>>>>

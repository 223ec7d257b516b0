//! Strapi CMS access.
//!
//! - `client`: blocking HTTP transport ([`CmsClient::fetch_api`])
//! - `options`: Strapi query-string builder ([`FetchOptions`])
//! - `payload`: wire DTOs for both Strapi payload generations and their
//!   normalization into [`crate::content`] entities

mod client;
mod error;
mod options;
pub mod payload;

#[cfg(test)]
pub(crate) mod stub;

pub use client::CmsClient;
pub use error::{CmsError, error_chain};
pub use options::FetchOptions;
pub use payload::{Envelope, PayloadSchema};
//! Environment overrides.
//!
//! The deployment environment owns the CMS endpoint, its credential and the
//! public site identity. Unset or empty variables leave the file value alone.

use super::SiteConfig;

pub const STRAPI_URL: &str = "STRAPI_URL";
pub const STRAPI_API_TOKEN: &str = "STRAPI_API_TOKEN";
pub const PUBLIC_SITE_URL: &str = "PUBLIC_SITE_URL";
pub const PUBLIC_SITE_NAME: &str = "PUBLIC_SITE_NAME";
pub const PUBLIC_SITE_DESCRIPTION: &str = "PUBLIC_SITE_DESCRIPTION";

/// Apply overrides from the process environment.
pub fn apply_process_env(config: &mut SiteConfig) {
    apply(config, |key| std::env::var(key).ok());
}

/// Apply overrides from an arbitrary lookup, e.g. a map in tests.
pub fn apply(config: &mut SiteConfig, lookup: impl Fn(&str) -> Option<String>) {
    let get = |key: &str| lookup(key).filter(|value| !value.trim().is_empty());

    if let Some(url) = get(STRAPI_URL) {
        config.cms.url = url;
    }
    if let Some(token) = get(STRAPI_API_TOKEN) {
        config.cms.token = token;
    }
    if let Some(url) = get(PUBLIC_SITE_URL) {
        config.site.url = url;
    }
    if let Some(name) = get(PUBLIC_SITE_NAME) {
        config.site.name = name;
    }
    if let Some(description) = get(PUBLIC_SITE_DESCRIPTION) {
        config.site.description = description;
    }
}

<<<<

◆ **Requirement**:
Above are some records. Print them all exactly.

◆ **Answer box**:
repository 223ec7d257b516b0
//! Strapi CMS access.
//!
//! - `client`: blocking HTTP transport ([`CmsClient::fetch_api`])
//! - `options`: Strapi query-string builder ([`FetchOptions`])
//! - `payload`: wire DTOs for both Strapi payload generations and their
//!   normalization into [`crate::content`] entities

mod client;
mod error;
mod options;
pub mod payload;

#[cfg(test)]
pub(crate) mod stub;

pub use client::CmsClient;
pub use error::{CmsError, error_chain};
pub use options::FetchOptions;
pub use payload::{Envelope, PayloadSchema};
//! Environment overrides.
//!
//! The deployment environment owns the CMS endpoint, its credential and the
//! public site identity. Unset or empty variables leave the file value alone.

use super::SiteConfig;

pub const STRAPI_URL: &str = "STRAPI_URL";
pub const STRAPI_API_TOKEN: &str = "STRAPI_API_TOKEN";
pub const PUBLIC_SITE_URL: &str = "PUBLIC_SITE_URL";
pub const PUBLIC_SITE_NAME: &str = "PUBLIC_SITE_NAME";
pub const PUBLIC_SITE_DESCRIPTION: &str = "PUBLIC_SITE_DESCRIPTION";

/// Apply overrides from the process environment.
pub fn apply_process_env(config: &mut SiteConfig) {
    apply(config, |key| std::env::var(key).ok());
}

/// Apply overrides from an arbitrary lookup, e.g. a map in tests.
pub fn apply(config: &mut SiteConfig, lookup: impl Fn(&str) -> Option<String>) {
    let get = |key: &str| lookup(key).filter(|value| !value.trim().is_empty());

    if let Some(url) = get(STRAPI_URL) {
        config.cms.url = url;
    }
    if let Some(token) = get(STRAPI_API_TOKEN) {
        config.cms.token = token;
    }
    if let Some(url) = get(PUBLIC_SITE_URL) {
        config.site.url = url;
    }
    if let Some(name) = get(PUBLIC_SITE_NAME) {
        config.site.name = name;
    }
    if let Some(description) = get(PUBLIC_SITE_DESCRIPTION) {
        config.site.description = description;
    }
}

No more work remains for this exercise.